Tivemos a oportunidade de nos manifestar sobre o tema em março e abril do presente ano. Naquelas ocasiões, alertamos que, se no curso do processo regular de fiscalização tributária, a Receita Federal detectar indícios da prática de crime comum (vg.: lavagem), tais informações devem ser encaminhadas ao Ministério Público para que este órgão eventualmente instaure investigação criminal, nos termos do artigo 129 da Constituição Federal[5].
Da mesma forma, demonstramos que atividades secretas de investigação, instaladas no âmbito de órgãos governamentais, cujas atividades são exercidas sem autorização judicial e em inobservância às competências e finalidades organizacionais delimitadas constitucional e legalmente, são típicas de nações antidemocráticas em que a tônica da atuação estatal é: os fins justificam os meios. Por certo, atuação estatal nestes moldes não pode ser permitida pelo STF[6]. A almejada “rapidez e eficácia” do “microssistema antilavagem”, referida pela PGR, não pode ser garantida mediante a subversão da ordem constitucional vigente. A suposta ineficácia da máquina estatal não pode ser utilizada para amparar a violação ao direito constitucional de sigilo fiscal e de dados.

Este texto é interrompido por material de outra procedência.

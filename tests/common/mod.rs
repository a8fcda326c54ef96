#![allow(dead_code)]

use std::{
    collections::{BTreeMap, HashMap},
    sync::{
        atomic::{AtomicBool, AtomicUsize, Ordering},
        Arc,
    },
};

use async_trait::async_trait;
use chrono::{Duration, Utc};
use jsonwebtoken::{encode, EncodingKey, Header};
use secrecy::SecretString;
use serde_json::json;
use tokio::sync::RwLock;

use ai_tutor_server::{
    app_state::AppState,
    auth::Claims,
    config::Config,
    errors::{AppError, AppResult},
    models::domain::{FailedTopic, Question, QuestionBatch, TopicResult, OPTION_LABELS},
    repositories::QuestionRepository,
    services::completion_service::{CompletionRequest, CompletionService},
};

pub const TEST_JWT_SECRET: &str = "integration_test_jwt_secret_value";

/// Offline configuration: every upstream points at a closed local port.
pub fn test_config() -> Config {
    Config {
        mongo_conn_string: "mongodb://127.0.0.1:9".to_string(),
        mongo_db_name: "ai-tutor-test".to_string(),
        questions_collection: "questions".to_string(),
        web_server_host: "127.0.0.1".to_string(),
        web_server_port: 8000,
        jwt_secret: SecretString::from(TEST_JWT_SECRET.to_string()),
        llm_api_base: "http://127.0.0.1:9/v1".to_string(),
        llm_api_key: SecretString::from("test-llm-key".to_string()),
        llm_model: "test-model".to_string(),
        llm_temperature: 0.0,
        youtube_api_key: None,
        youtube_api_base: "http://127.0.0.1:9/youtube/v3".to_string(),
        wikipedia_api_base: "http://127.0.0.1:9/w/api.php".to_string(),
        cors_allowed_origins: vec!["http://localhost:5173".to_string()],
        production: false,
    }
}

/// An access token as the account service would sign it, valid for an hour.
pub fn access_token(subject: &str, email: &str) -> String {
    let now = Utc::now();
    let claims = Claims {
        sub: subject.to_string(),
        email: email.to_string(),
        iat: now.timestamp() as usize,
        exp: (now + Duration::hours(1)).timestamp() as usize,
    };
    encode(
        &Header::default(),
        &claims,
        &EncodingKey::from_secret(TEST_JWT_SECRET.as_bytes()),
    )
    .expect("token should be signed")
}

pub fn topic_result<'a>(batch: &'a QuestionBatch, topic: &str) -> Option<&'a TopicResult> {
    batch.topics.iter().find(|t| t.topic == topic)
}

pub fn failed_topic<'a>(batch: &'a QuestionBatch, topic: &str) -> Option<&'a FailedTopic> {
    batch.failed_topics.iter().find(|t| t.topic == topic)
}

pub fn test_options() -> BTreeMap<String, String> {
    OPTION_LABELS
        .iter()
        .map(|label| (label.to_string(), format!("Option {}", label)))
        .collect()
}

pub fn make_question(topic: &str, n: usize) -> Question {
    Question::new(
        topic,
        &format!("Stored question {} about {}?", n, topic),
        test_options(),
        OPTION_LABELS[n % OPTION_LABELS.len()],
    )
}

/// A model reply carrying `count` valid questions, wrapped in prose.
pub fn generated_reply(count: usize) -> String {
    let items: Vec<serde_json::Value> = (0..count)
        .map(|i| {
            json!({
                "question": format!("Generated question {}?", i + 1),
                "options": {"A": "first", "B": "second", "C": "third", "D": "fourth"},
                "correct": OPTION_LABELS[i % OPTION_LABELS.len()]
            })
        })
        .collect();
    format!("Sure! Here you go:\n{}\nGood luck.", json!(items))
}

pub struct InMemoryQuestionRepository {
    questions: Arc<RwLock<Vec<Question>>>,
    reject_writes: AtomicBool,
}

impl InMemoryQuestionRepository {
    pub fn new() -> Self {
        Self {
            questions: Arc::new(RwLock::new(Vec::new())),
            reject_writes: AtomicBool::new(false),
        }
    }

    pub async fn seed(&self, topic: &str, count: usize) {
        let mut questions = self.questions.write().await;
        questions.extend((0..count).map(|n| make_question(topic, n)));
    }

    pub async fn count_for(&self, topic: &str) -> usize {
        self.questions
            .read()
            .await
            .iter()
            .filter(|q| q.topic == topic)
            .count()
    }

    pub fn reject_writes(&self) {
        self.reject_writes.store(true, Ordering::SeqCst);
    }
}

#[async_trait]
impl QuestionRepository for InMemoryQuestionRepository {
    async fn find_by_topic(&self, topic: &str, limit: i64) -> AppResult<Vec<Question>> {
        let questions = self.questions.read().await;
        Ok(questions
            .iter()
            .filter(|q| q.topic == topic)
            .take(limit.max(0) as usize)
            .cloned()
            .collect())
    }

    async fn create(&self, question: Question) -> AppResult<Question> {
        if self.reject_writes.load(Ordering::SeqCst) {
            return Err(AppError::DatabaseError("store is read-only".to_string()));
        }

        let mut questions = self.questions.write().await;
        if questions.iter().any(|q| q.id == question.id) {
            return Err(AppError::DatabaseError(format!(
                "Question with id '{}' already exists",
                question.id
            )));
        }
        questions.push(question.clone());
        Ok(question)
    }
}

#[derive(Clone)]
pub enum Script {
    Reply(String),
    Fail(String),
}

/// Answers generation prompts from a per-topic script and counts the calls.
pub struct ScriptedCompletionService {
    scripts: HashMap<String, Script>,
    fallback: Option<Script>,
    calls: AtomicUsize,
    calls_by_topic: RwLock<HashMap<String, usize>>,
}

impl ScriptedCompletionService {
    pub fn new() -> Self {
        Self {
            scripts: HashMap::new(),
            fallback: None,
            calls: AtomicUsize::new(0),
            calls_by_topic: RwLock::new(HashMap::new()),
        }
    }

    pub fn on_topic(mut self, topic: &str, script: Script) -> Self {
        self.scripts.insert(topic.to_string(), script);
        self
    }

    pub fn otherwise(mut self, script: Script) -> Self {
        self.fallback = Some(script);
        self
    }

    pub fn calls(&self) -> usize {
        self.calls.load(Ordering::SeqCst)
    }

    pub async fn calls_for(&self, topic: &str) -> usize {
        self.calls_by_topic
            .read()
            .await
            .get(topic)
            .copied()
            .unwrap_or(0)
    }
}

#[async_trait]
impl CompletionService for ScriptedCompletionService {
    async fn complete(&self, request: CompletionRequest) -> AppResult<String> {
        self.calls.fetch_add(1, Ordering::SeqCst);

        let matched = self
            .scripts
            .iter()
            .find(|(topic, _)| request.prompt.contains(&format!("topic \"{}\"", topic)));

        let script = match matched {
            Some((topic, script)) => {
                *self
                    .calls_by_topic
                    .write()
                    .await
                    .entry(topic.clone())
                    .or_insert(0) += 1;
                script.clone()
            }
            None => self
                .fallback
                .clone()
                .unwrap_or_else(|| Script::Fail("no scripted reply".to_string())),
        };

        match script {
            Script::Reply(text) => Ok(text),
            Script::Fail(message) => Err(AppError::ProviderError(message)),
        }
    }
}

pub fn app_state(
    repository: Arc<InMemoryQuestionRepository>,
    completion: Arc<ScriptedCompletionService>,
) -> AppState {
    AppState::from_parts(test_config(), repository, completion, None)
        .expect("state should build offline")
}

[1] http://stf.jus.br/portal/jurisprudenciaRepercussao/verPronunciamento.asp?pronunciamento=7478637
[2] https://www.conjur.com.br/dl/decisao-toffoli-suspensos-coaf.pdf
[3] Idem
[4] ADIs n.º 2.386, 2.390, 2.397 e 2.859
[5] SOUZA, Hamilton Dias de; SZELBRACIKOWSKI, Daniel Corrêa. Há desvio de finalidade nas investigações penais feitas pela Receita. Portal Consultor Jurídico. 1º de março de 2019. Acesso em 19/11/2019: https://www.conjur.com.br/2019-mar-01/desvio-finalidade-investigacoes-penais-feitas-receita
[6] SOUZA, Hamilton Dias de; SOARES, Júlio Cesar. Investigações secretas da Receita: desvio de finalidade que viola a Constituição. Portal JOTA. 23 de abril de 2019. Acesso em 19/11/2019: https://www.jota.info/opiniao-e-analise/artigos/investigacoes-secretas-da-receita-desvio-de-finalidade-que-viola-a-constituicao-23042019
Daniel Corrêa Szelbracikowski é sócio da Advocacia Dias de Souza, mestre em Direito Constitucional pelo Instituto Brasiliense de Direito Público (IDP) e especialista em Direito Tributário.
Júlio César Soares é sócio na Advocacia Dias de Souza e especialista em Direito Tributário.